Brief: Print every entry below again. Nothing may differ from the original.

[Stored data]
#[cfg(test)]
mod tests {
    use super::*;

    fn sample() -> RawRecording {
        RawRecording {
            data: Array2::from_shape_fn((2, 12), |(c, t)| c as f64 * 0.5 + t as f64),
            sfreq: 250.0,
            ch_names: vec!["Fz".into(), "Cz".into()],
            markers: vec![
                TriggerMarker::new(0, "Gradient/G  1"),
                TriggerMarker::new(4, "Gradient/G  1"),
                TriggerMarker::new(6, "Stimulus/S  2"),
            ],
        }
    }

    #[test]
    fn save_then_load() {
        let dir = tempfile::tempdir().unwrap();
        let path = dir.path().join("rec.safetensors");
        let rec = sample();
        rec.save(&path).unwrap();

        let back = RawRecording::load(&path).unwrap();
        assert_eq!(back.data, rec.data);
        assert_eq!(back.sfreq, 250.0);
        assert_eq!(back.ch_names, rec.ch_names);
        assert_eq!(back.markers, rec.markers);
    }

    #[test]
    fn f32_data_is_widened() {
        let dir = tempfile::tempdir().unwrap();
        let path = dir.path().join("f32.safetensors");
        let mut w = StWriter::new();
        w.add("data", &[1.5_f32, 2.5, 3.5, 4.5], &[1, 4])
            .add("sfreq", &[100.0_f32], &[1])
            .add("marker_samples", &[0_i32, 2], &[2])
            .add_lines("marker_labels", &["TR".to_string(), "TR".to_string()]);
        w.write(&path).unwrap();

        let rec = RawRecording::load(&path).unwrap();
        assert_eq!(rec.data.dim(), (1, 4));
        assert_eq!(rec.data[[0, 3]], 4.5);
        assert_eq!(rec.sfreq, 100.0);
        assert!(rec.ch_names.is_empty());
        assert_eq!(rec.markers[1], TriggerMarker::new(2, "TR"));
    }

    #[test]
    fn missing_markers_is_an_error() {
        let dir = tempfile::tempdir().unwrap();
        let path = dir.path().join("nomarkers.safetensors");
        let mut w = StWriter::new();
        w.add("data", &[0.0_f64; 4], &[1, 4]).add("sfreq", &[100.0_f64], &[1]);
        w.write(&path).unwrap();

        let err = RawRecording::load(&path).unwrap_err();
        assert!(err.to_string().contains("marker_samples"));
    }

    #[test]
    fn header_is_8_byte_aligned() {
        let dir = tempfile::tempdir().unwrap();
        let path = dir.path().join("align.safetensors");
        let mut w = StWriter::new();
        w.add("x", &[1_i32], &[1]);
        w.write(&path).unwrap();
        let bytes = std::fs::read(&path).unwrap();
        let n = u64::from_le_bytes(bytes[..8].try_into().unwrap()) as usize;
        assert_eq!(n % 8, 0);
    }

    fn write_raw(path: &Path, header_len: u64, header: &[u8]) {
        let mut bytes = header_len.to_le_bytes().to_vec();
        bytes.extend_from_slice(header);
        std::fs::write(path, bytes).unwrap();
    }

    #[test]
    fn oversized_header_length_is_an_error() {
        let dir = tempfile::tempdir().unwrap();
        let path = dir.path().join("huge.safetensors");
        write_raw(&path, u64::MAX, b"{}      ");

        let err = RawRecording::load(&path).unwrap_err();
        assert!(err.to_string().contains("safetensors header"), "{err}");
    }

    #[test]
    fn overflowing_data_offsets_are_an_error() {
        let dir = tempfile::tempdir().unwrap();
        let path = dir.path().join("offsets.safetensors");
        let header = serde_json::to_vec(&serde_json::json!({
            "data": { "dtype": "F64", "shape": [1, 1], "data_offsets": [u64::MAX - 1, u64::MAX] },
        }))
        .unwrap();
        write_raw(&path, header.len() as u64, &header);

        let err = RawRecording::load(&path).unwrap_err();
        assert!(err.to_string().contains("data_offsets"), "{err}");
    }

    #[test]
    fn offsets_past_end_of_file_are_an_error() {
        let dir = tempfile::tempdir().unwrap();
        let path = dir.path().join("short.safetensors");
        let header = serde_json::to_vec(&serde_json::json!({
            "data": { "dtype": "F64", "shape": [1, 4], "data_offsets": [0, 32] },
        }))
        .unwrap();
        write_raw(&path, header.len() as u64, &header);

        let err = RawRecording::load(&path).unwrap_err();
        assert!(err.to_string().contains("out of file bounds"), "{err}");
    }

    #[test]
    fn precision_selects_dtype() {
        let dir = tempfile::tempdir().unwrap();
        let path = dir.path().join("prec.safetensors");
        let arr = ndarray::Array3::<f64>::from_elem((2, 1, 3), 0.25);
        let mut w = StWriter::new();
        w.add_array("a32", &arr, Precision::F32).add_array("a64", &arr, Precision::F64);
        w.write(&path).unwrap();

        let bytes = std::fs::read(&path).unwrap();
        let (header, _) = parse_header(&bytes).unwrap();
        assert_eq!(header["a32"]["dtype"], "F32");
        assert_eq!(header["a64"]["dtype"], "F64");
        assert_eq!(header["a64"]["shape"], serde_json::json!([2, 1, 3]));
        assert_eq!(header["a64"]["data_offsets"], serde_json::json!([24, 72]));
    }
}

Task solution:
#[cfg(test)]
mod tests {
    use super::*;

    fn sample() -> RawRecording {
        RawRecording {
            data: Array2::from_shape_fn((2, 12), |(c, t)| c as f64 * 0.5 + t as f64),
            sfreq: 250.0,
            ch_names: vec!["Fz".into(), "Cz".into()],
            markers: vec![
                TriggerMarker::new(0, "Gradient/G  1"),
                TriggerMarker::new(4, "Gradient/G  1"),
                TriggerMarker::new(6, "Stimulus/S  2"),
            ],
        }
    }

    #[test]
    fn save_then_load() {
        let dir = tempfile::tempdir().unwrap();
        let path = dir.path().join("rec.safetensors");
        let rec = sample();
        rec.save(&path).unwrap();

        let back = RawRecording::load(&path).unwrap();
        assert_eq!(back.data, rec.data);
        assert_eq!(back.sfreq, 250.0);
        assert_eq!(back.ch_names, rec.ch_names);
        assert_eq!(back.markers, rec.markers);
    }

    #[test]
    fn f32_data_is_widened() {
        let dir = tempfile::tempdir().unwrap();
        let path = dir.path().join("f32.safetensors");
        let mut w = StWriter::new();
        w.add("data", &[1.5_f32, 2.5, 3.5, 4.5], &[1, 4])
            .add("sfreq", &[100.0_f32], &[1])
            .add("marker_samples", &[0_i32, 2], &[2])
            .add_lines("marker_labels", &["TR".to_string(), "TR".to_string()]);
        w.write(&path).unwrap();

        let rec = RawRecording::load(&path).unwrap();
        assert_eq!(rec.data.dim(), (1, 4));
        assert_eq!(rec.data[[0, 3]], 4.5);
        assert_eq!(rec.sfreq, 100.0);
        assert!(rec.ch_names.is_empty());
        assert_eq!(rec.markers[1], TriggerMarker::new(2, "TR"));
    }

    #[test]
    fn missing_markers_is_an_error() {
        let dir = tempfile::tempdir().unwrap();
        let path = dir.path().join("nomarkers.safetensors");
        let mut w = StWriter::new();
        w.add("data", &[0.0_f64; 4], &[1, 4]).add("sfreq", &[100.0_f64], &[1]);
        w.write(&path).unwrap();

        let err = RawRecording::load(&path).unwrap_err();
        assert!(err.to_string().contains("marker_samples"));
    }

    #[test]
    fn header_is_8_byte_aligned() {
        let dir = tempfile::tempdir().unwrap();
        let path = dir.path().join("align.safetensors");
        let mut w = StWriter::new();
        w.add("x", &[1_i32], &[1]);
        w.write(&path).unwrap();
        let bytes = std::fs::read(&path).unwrap();
        let n = u64::from_le_bytes(bytes[..8].try_into().unwrap()) as usize;
        assert_eq!(n % 8, 0);
    }

    fn write_raw(path: &Path, header_len: u64, header: &[u8]) {
        let mut bytes = header_len.to_le_bytes().to_vec();
        bytes.extend_from_slice(header);
        std::fs::write(path, bytes).unwrap();
    }

    #[test]
    fn oversized_header_length_is_an_error() {
        let dir = tempfile::tempdir().unwrap();
        let path = dir.path().join("huge.safetensors");
        write_raw(&path, u64::MAX, b"{}      ");

        let err = RawRecording::load(&path).unwrap_err();
        assert!(err.to_string().contains("safetensors header"), "{err}");
    }

    #[test]
    fn overflowing_data_offsets_are_an_error() {
        let dir = tempfile::tempdir().unwrap();
        let path = dir.path().join("offsets.safetensors");
        let header = serde_json::to_vec(&serde_json::json!({
            "data": { "dtype": "F64", "shape": [1, 1], "data_offsets": [u64::MAX - 1, u64::MAX] },
        }))
        .unwrap();
        write_raw(&path, header.len() as u64, &header);

        let err = RawRecording::load(&path).unwrap_err();
        assert!(err.to_string().contains("data_offsets"), "{err}");
    }

    #[test]
    fn offsets_past_end_of_file_are_an_error() {
        let dir = tempfile::tempdir().unwrap();
        let path = dir.path().join("short.safetensors");
        let header = serde_json::to_vec(&serde_json::json!({
            "data": { "dtype": "F64", "shape": [1, 4], "data_offsets": [0, 32] },
        }))
        .unwrap();
        write_raw(&path, header.len() as u64, &header);

        let err = RawRecording::load(&path).unwrap_err();
        assert!(err.to_string().contains("out of file bounds"), "{err}");
    }

    #[test]
    fn precision_selects_dtype() {
        let dir = tempfile::tempdir().unwrap();
        let path = dir.path().join("prec.safetensors");
        let arr = ndarray::Array3::<f64>::from_elem((2, 1, 3), 0.25);
        let mut w = StWriter::new();
        w.add_array("a32", &arr, Precision::F32).add_array("a64", &arr, Precision::F64);
        w.write(&path).unwrap();

        let bytes = std::fs::read(&path).unwrap();
        let (header, _) = parse_header(&bytes).unwrap();
        assert_eq!(header["a32"]["dtype"], "F32");
        assert_eq!(header["a64"]["dtype"], "F64");
        assert_eq!(header["a64"]["shape"], serde_json::json!([2, 1, 3]));
        assert_eq!(header["a64"]["data_offsets"], serde_json::json!([24, 72]));
    }
}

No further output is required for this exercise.